Oracle for instance has AWR which allows the set up of an automated snapshot timings log and HTML report generation filtered by things such as query time, block reads etc.


The next step is to see what is wrong with the way these problem queries are executing that is making them too slow or resource hungry.
So this involves using explain to see which execution plan the database optimizer is choosing to execute the query. Although not part of the sql92 standard this command is standard to any database, e.g. Postgres, MySQL, Oracle etc.
In Oracle you can also choose to for example 'set autot trace', in sqlplus which then just displays the explain plan and cost from stats for any queries rather than running them.


By default the optimizer used will tend to be the cost based one rather than the older rule based one. A cost based analyzer tries all the possible ways of running the query then caches the one that gives the lowest cost stats (see below). Whilst rules just follow standard rules for executing. Given the costs involved appropriate indexes can be added or an index only table or materialized view used.


These latter features may not be available in all databases. Index only tables suit tables where most or many columns are indexed and so the table data can all be stored as indexes rather than in a separate table. So reducing the performance hit of accessing a table as well. A many to many mapping table would be a good candidate for this.

Whilst materialized views (mvs) are local tables that are automatically synched with the source tables based on data changes, or time periods, etc. Then when the source table is used in queries the optimizer will automatically substitute the mv when appropriate. For data change based mvs then an mv log should also be added to speed up mv refreshes.
Remote database tables or costly complex queries of a number of local tables are both good candidates for mvs.

Although a database may not have mvs the same approach can be used with ordinary tables, so instead of 'create mv as select my very time consuming query'. One can use 'create table as ...' Then manually add triggers to update the table acting as an mv, or add cron jobs to update it periodically.


Note that unnecessary indexes may slow up a query since they are another object that it needs to check. Once you have got the explain plan looking OK, you can rerun the actual query to confirm.


Before going more deeply into optimisation it should be remembered that adding ordinary views, can be very effective in performance terms. By breaking out common queries into fixed execution plans and creating pseudo-tables from saved queries. This also has the benefit that it can simplify and prevent hard coded sql complexity from the code outside of the database and make the application more maintainable. So it is the first approach that should be taken. A good database abstraction layer of views can be especially useful when using data from other applications where the schema is outside your control. These views can also be indexed in some databases or moved to mvs for even better performance.
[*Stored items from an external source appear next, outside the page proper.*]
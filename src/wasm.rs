//! Expose comparison and reconciliation to WebAssembly so the review screen
//! can run the engine in the browser.
use wasm_bindgen::prelude::*;

use crate::{
    BuiltinTokenizer, ComparisonOptions, ComparisonResult, DisagreementId, Reconciler, Side,
    utils::string_or_nothing::string_or_nothing,
};

#[global_allocator]
static ALLOC: wee_alloc::WeeAlloc<'_> = wee_alloc::WeeAlloc::INIT;

/// Compare two documents and return the `ComparisonResult` serialized as
/// JSON (`segmentsA`, `segmentsB`, `diffTable`).
///
/// # Errors
///
/// If the comparison fails or the result can't be serialized.
#[wasm_bindgen(js_name = compareDocuments)]
pub fn compare_documents(
    a: &str,
    b: &str,
    tokenizer: BuiltinTokenizer,
) -> Result<String, JsError> {
    set_panic_hook();

    let options = ComparisonOptions {
        tokenizer,
        ..ComparisonOptions::default()
    };
    let result = crate::compare_with_options(a, b, &options)?;

    Ok(serde_json::to_string(&result)?)
}

/// Heuristically determine if the given data is a binary or a text file's
/// content.
#[wasm_bindgen(js_name = isBinary)]
#[must_use]
pub fn is_binary(data: &[u8]) -> bool {
    set_panic_hook();

    string_or_nothing(data).is_none()
}

/// WASM wrapper around `crate::Reconciler`.
#[wasm_bindgen(js_name = Reconciler)]
#[derive(Debug)]
pub struct JsReconciler {
    inner: Reconciler,
}

#[wasm_bindgen(js_class = Reconciler)]
impl JsReconciler {
    /// Start a session from the JSON returned by `compareDocuments`.
    ///
    /// # Errors
    ///
    /// If the JSON isn't a consistent comparison result.
    #[wasm_bindgen(constructor)]
    pub fn new(comparison_json: &str) -> Result<JsReconciler, JsError> {
        set_panic_hook();

        let comparison: ComparisonResult = serde_json::from_str(comparison_json)?;
        Ok(Self {
            inner: Reconciler::new(comparison)?,
        })
    }

    /// # Errors
    ///
    /// If there's no disagreement with this id.
    pub fn select(&mut self, id: DisagreementId, side: Side) -> Result<(), JsError> {
        Ok(self.inner.select(id, side)?)
    }

    #[wasm_bindgen(js_name = isComplete)]
    #[must_use]
    pub fn is_complete(&self) -> bool { self.inner.is_complete() }

    #[wasm_bindgen(js_name = resolvedCount)]
    #[must_use]
    pub fn resolved_count(&self) -> usize { self.inner.resolved_count() }

    #[must_use]
    pub fn total(&self) -> usize { self.inner.total() }

    #[must_use]
    pub fn progress(&self) -> f64 { self.inner.progress() }

    #[wasm_bindgen(js_name = unresolvedIds)]
    #[must_use]
    pub fn unresolved_ids(&self) -> Vec<DisagreementId> { self.inner.unresolved_ids() }

    /// # Errors
    ///
    /// If any disagreement is still unresolved.
    pub fn assemble(&self) -> Result<String, JsError> { Ok(self.inner.assemble()?) }

    /// The merged document as JSON spans tagged with their origin.
    ///
    /// # Errors
    ///
    /// If any disagreement is still unresolved.
    #[wasm_bindgen(js_name = assembleSpans)]
    pub fn assemble_spans(&self) -> Result<String, JsError> {
        Ok(serde_json::to_string(&self.inner.assemble_spans()?)?)
    }
}

fn set_panic_hook() {
    // https://github.com/rustwasm/console_error_panic_hook#readme
    #[cfg(feature = "console_error_panic_hook")]
    console_error_panic_hook::set_once();
}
Cost based optimization is based on the stats for a table. Run analyze to manually regenerate these stats. So something you may need to do after adding an index, you can then rerun explain and check to see whether the full table scans have been minimized. For more complex multiple table queries the first table used (the driving table) is scanned and then matching rows from the joined tables found (nested loops). So adding indexes or other features should be informed by the order of these loops. Alternatively a sorted merge join may be faster than looping, and a hash join faster still. All these will be automatically chosen by the optimizer based on the indexes you add.


With Oracle you can also create your own stats table (normally generated by analyze) from which the costs are calculated. Postgres allows manual stats manipulation too. If local stats exist for a table then these will be used in place of the default one. The benefits of this are that you can modify these stats to test how queries will perform with projected data in the future, so if the dataset where much larger or the value distribution much different. So for example a sequence will have a completely even distribution of one distinct value per row whilst another row may have 40% equal to one value then another hundred values distributed unevenly in the other rows. This effects performance for uneven distributions so adding a map of this distribution - called a histogram to your stats helps to fix this.
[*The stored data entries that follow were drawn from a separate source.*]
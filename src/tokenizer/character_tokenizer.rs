use super::token::Token;

/// Splits text into UTF-8 characters.
///
/// ```not_rust
/// "Hey!" -> ["H", "e", "y", "!"]
/// ```
pub fn character_tokenizer(text: &str) -> Vec<Token> {
    text.chars().map(|char| Token::new(char.to_string())).collect()
}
The recommended approach for Oracle and Postgres once a table is appropriately indexed is to modify your stats to tune query performance. Although the older Oracle option was to add hints ie. select /*+optimizer=rule */ blah from foo; This is now frowned upon since it can fix the execution plan into an inefficient approach when data changes over time.


Indexes


An index is a separate map of column value vs. row id. The database checks it to find the data instead of the table. So if you want to do a lot of 'select name from table where id = 123 an unindexed table would have to do a full table scan to check all the id rows for 123. If the id column were indexed it would just have to check the index and then pull the rows of matching id from the table. Finally if there were an index(name, id) then it could bypass looking at the table altogether - so just read the index which may well be in memory - hence take almost no time at all.


Different indexes suit different cases. The default is the BTree used as standard in both relational and object databases where it is also used as a storage type (e.g. LargePloneFolders).
BTrees suit queries that only access under 15% of the tables rows and where the data is evenly distributed and of high cardinality (different values). These also come in the reverse key type for less cardinal data, and function based indexes to allow the use of an index where a column is normally used wrapped in a function - so function result vs row id is being mapped.
Bitmap indexes are for low cardinality columns, and are ideal for read only systems and very large tables.


A key gotcha is that indexes may be disabled accidentally, so watch out for queries that check for nulls, use a function on the indexed column (e.g. in postgres and mysql mynum = '123' can be taken as an implicit conversion function to a string literal - hence the index isnt used). Comparison with another column in the same table and leading wildcards in like statements. Also remember that if your index is automatically created by adding a constraint such as a primary key, then removing that constraint will drop the index too.


Bind Variables, Memory and Pooling


It is important that frequently used queries where just the parameters change, are written in exactly the same form. So no extra spaces, different field order etc.
One benefit of an ORM or other database abstraction layer is that this will generally happen because the sql is programatically generated. If the database engine gets a query that
only differs in its parameters then it should recognize this and substitute bind variables for those params (assuming the cursor settings allow this). The query itself and its best execution plan can then be rapidly loaded from memory and just the bind variables substituted to get the result.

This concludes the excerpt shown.